Abbiamo così gli stralci di vita quotidiana dei nuragico -micenei di 3800 - 3500 anni fa , perché le cose si chiamano ancora così , ed è chiaro e noto il significato corrispondente ancora oggi nella lingua sarda . Molte altre cose descritte della vita quotidiana dei Micenei da altri autori (come Faure ad esempio ) , che sono i più importanti storici dei Micenei , corrispondono al millesimo con quello che abbiamo visto da sempre in Sardegna , ad esempio per il fare il pane con la stessa procedura che abbiamo conosciuto nelle famiglie , coinvolte interamente periodicamente , o il trebbiare nell'aia con la pietra che gira con i cavalli , che abbiamo visto.
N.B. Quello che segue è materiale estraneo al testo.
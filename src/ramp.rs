//! Color ramp (§4.4): an ordered `(color, position)` sequence with
//! configurable interpolation and color-space hue handling, used to drive
//! gradient-mapped shading inputs.

use crate::spectrum::Rgb;
use crate::Float;

#[derive(Clone, Copy, Debug, PartialEq, Eq)]
pub enum RampMode {
    Rgb,
    Hsv,
    Hsl,
}

#[derive(Clone, Copy, Debug, PartialEq, Eq)]
pub enum RampInterpolation {
    Constant,
    Linear,
}

/// Which way around the hue circle to interpolate when the two colors'
/// hues differ, mirroring the teacher's `color_ramp.cc` hue modes.
#[derive(Clone, Copy, Debug, PartialEq, Eq)]
pub enum HueInterpolation {
    Near,
    Far,
    Clockwise,
    CounterClockwise,
}

#[derive(Clone, Copy, Debug)]
struct RampItem {
    color: Rgb,
    position: Float,
}

pub struct ColorRamp {
    items: Vec<RampItem>,
    mode: RampMode,
    interpolation: RampInterpolation,
    hue_interpolation: HueInterpolation,
}

impl ColorRamp {
    pub fn new(mode: RampMode, interpolation: RampInterpolation, hue_interpolation: HueInterpolation) -> Self {
        Self { items: Vec::new(), mode, interpolation, hue_interpolation }
    }

    /// Items may be added out of position order; `lookup` relies on them
    /// being sorted, so this keeps the backing vector sorted on insert.
    pub fn add_item(&mut self, color: Rgb, position: Float) {
        let idx = self.items.partition_point(|it| it.position < position);
        self.items.insert(idx, RampItem { color, position });
    }

    /// Samples the ramp at `p`, clamping to the extremes outside `[0, 1]`
    /// of the configured range and otherwise bracketing by binary search
    /// (§4.4).
    pub fn lookup(&self, p: Float) -> Rgb {
        if self.items.is_empty() {
            return Rgb::uniform(0.0);
        }
        if self.items.len() == 1 || p <= self.items[0].position {
            return self.items[0].color;
        }
        let last = self.items.len() - 1;
        if p >= self.items[last].position {
            return self.items[last].color;
        }

        let upper = self.items.partition_point(|it| it.position <= p).min(last);
        let lower = upper - 1;
        let (a, b) = (self.items[lower], self.items[upper]);

        match self.interpolation {
            RampInterpolation::Constant => b.color,
            RampInterpolation::Linear => {
                let span = b.position - a.position;
                let t = if span.abs() < 1e-8 { 0.0 } else { (p - a.position) / span };
                self.lerp_color(a.color, b.color, t)
            }
        }
    }

    fn lerp_color(&self, a: Rgb, b: Rgb, t: Float) -> Rgb {
        match self.mode {
            RampMode::Rgb => Rgb::rgb(
                crate::lerp(t, a.r, b.r),
                crate::lerp(t, a.g, b.g),
                crate::lerp(t, a.b, b.b),
            ),
            RampMode::Hsv => {
                let (h0, s0, v0) = a.to_hsv();
                let (h1, s1, v1) = b.to_hsv();
                let h = self.lerp_hue(h0, h1, t);
                Rgb::from_hsv(h, crate::lerp(t, s0, s1), crate::lerp(t, v0, v1))
            }
            RampMode::Hsl => {
                let (h0, s0, l0) = a.to_hsl();
                let (h1, s1, l1) = b.to_hsl();
                let h = self.lerp_hue(h0, h1, t);
                Rgb::from_hsl(h, crate::lerp(t, s0, s1), crate::lerp(t, l0, l1))
            }
        }
    }

    /// Hues live on a `[0, 6)` circle (§spectrum hue convention); this picks
    /// the short/long, clockwise/counter-clockwise arc per the configured
    /// mode before interpolating linearly along it.
    fn lerp_hue(&self, h0: Float, h1: Float, t: Float) -> Float {
        let mut delta = h1 - h0;
        match self.hue_interpolation {
            HueInterpolation::Near => {
                if delta > 3.0 {
                    delta -= 6.0;
                } else if delta < -3.0 {
                    delta += 6.0;
                }
            }
            HueInterpolation::Far => {
                if delta.abs() < 3.0 {
                    delta -= if delta >= 0.0 { 6.0 } else { -6.0 };
                }
            }
            HueInterpolation::Clockwise => {
                if delta < 0.0 {
                    delta += 6.0;
                }
            }
            HueInterpolation::CounterClockwise => {
                if delta > 0.0 {
                    delta -= 6.0;
                }
            }
        }
        (h0 + delta * t).rem_euclid(6.0)
    }
}

#[cfg(test)]
mod tests {
    use super::*;

    #[test]
    fn lookup_clamps_outside_extremes() {
        let mut ramp = ColorRamp::new(RampMode::Rgb, RampInterpolation::Linear, HueInterpolation::Near);
        ramp.add_item(Rgb::uniform(0.0), 0.0);
        ramp.add_item(Rgb::uniform(1.0), 1.0);
        assert_eq!(ramp.lookup(-1.0), Rgb::uniform(0.0));
        assert_eq!(ramp.lookup(2.0), Rgb::uniform(1.0));
    }

    #[test]
    fn linear_interpolates_midpoint() {
        let mut ramp = ColorRamp::new(RampMode::Rgb, RampInterpolation::Linear, HueInterpolation::Near);
        ramp.add_item(Rgb::rgb(0.0, 0.0, 0.0), 0.0);
        ramp.add_item(Rgb::rgb(1.0, 1.0, 1.0), 1.0);
        let mid = ramp.lookup(0.5);
        assert!((mid.r - 0.5).abs() < 1e-5);
    }

    #[test]
    fn constant_returns_upper_neighbor() {
        let mut ramp = ColorRamp::new(RampMode::Rgb, RampInterpolation::Constant, HueInterpolation::Near);
        ramp.add_item(Rgb::rgb(0.0, 0.0, 0.0), 0.0);
        ramp.add_item(Rgb::rgb(1.0, 1.0, 1.0), 1.0);
        assert_eq!(ramp.lookup(0.3), Rgb::rgb(1.0, 1.0, 1.0));
    }

    #[test]
    fn near_hue_takes_short_arc() {
        let mut ramp = ColorRamp::new(RampMode::Hsv, RampInterpolation::Linear, HueInterpolation::Near);
        // hue 0.2 and hue 5.8 are close going the "wrap" way (short arc)
        ramp.add_item(Rgb::from_hsv(0.2, 1.0, 1.0), 0.0);
        ramp.add_item(Rgb::from_hsv(5.8, 1.0, 1.0), 1.0);
        let mid = ramp.lookup(0.5);
        let (h, _, _) = mid.to_hsv();
        assert!(h < 0.3 || h > 5.7, "expected short-arc hue near 0/6, got {}", h);
    }

    #[test]
    fn far_hue_takes_long_arc() {
        let ramp = ColorRamp::new(RampMode::Hsv, RampInterpolation::Linear, HueInterpolation::Far);
        let h = ramp.lerp_hue(2.1, 3.1, 0.3);
        assert!((h - 0.6).abs() < 1e-4, "expected hue near 0.6, got {}", h);
    }

    #[test]
    fn clockwise_hue_forces_upper_above_lower() {
        let ramp = ColorRamp::new(RampMode::Hsv, RampInterpolation::Linear, HueInterpolation::Clockwise);
        let h = ramp.lerp_hue(5.5, 1.0, 0.3);
        assert!((h - 5.95).abs() < 1e-4, "expected hue near 5.95, got {}", h);
    }

    #[test]
    fn counter_clockwise_hue_forces_upper_below_lower() {
        let ramp = ColorRamp::new(RampMode::Hsv, RampInterpolation::Linear, HueInterpolation::CounterClockwise);
        let h = ramp.lerp_hue(5.5, 1.0, 0.3);
        assert!((h - 4.15).abs() < 1e-4, "expected hue near 4.15, got {}", h);
    }
}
Così la descrizione della uniforme dei soldati micenei fatta da Faure indica che " I guerrieri di Micene , barbuti e dalle lunghe capigliature , serravano i loro polpacci in gambali di cuoio scuro ...Grande era l'importanza di avere solide e comode calzature in un'epoca in cui la guerra non richiedeva solo l'arte di battersi bene , ma anche la capacità di invadere un territorio e di ritirarsi tempestivamente ". Da questa citazione abbiamo che i guerrieri di Micene avevano lunghe capegliature come i Giganti di Monti Prama, che sono statue della Sardegna trovate vicino a Tharros e alte 2,40 m , e che i pastori nuoresi sono guerrieri micenei in divisa da combattimento ( gambali di cuoio scuro ) perenne .

Possiamo aggiungere nomi di uso comune come potamincorras per lumaca o corna d'acqua ( potami -n-corras ), mandra e mandrone( i ) per mandriano .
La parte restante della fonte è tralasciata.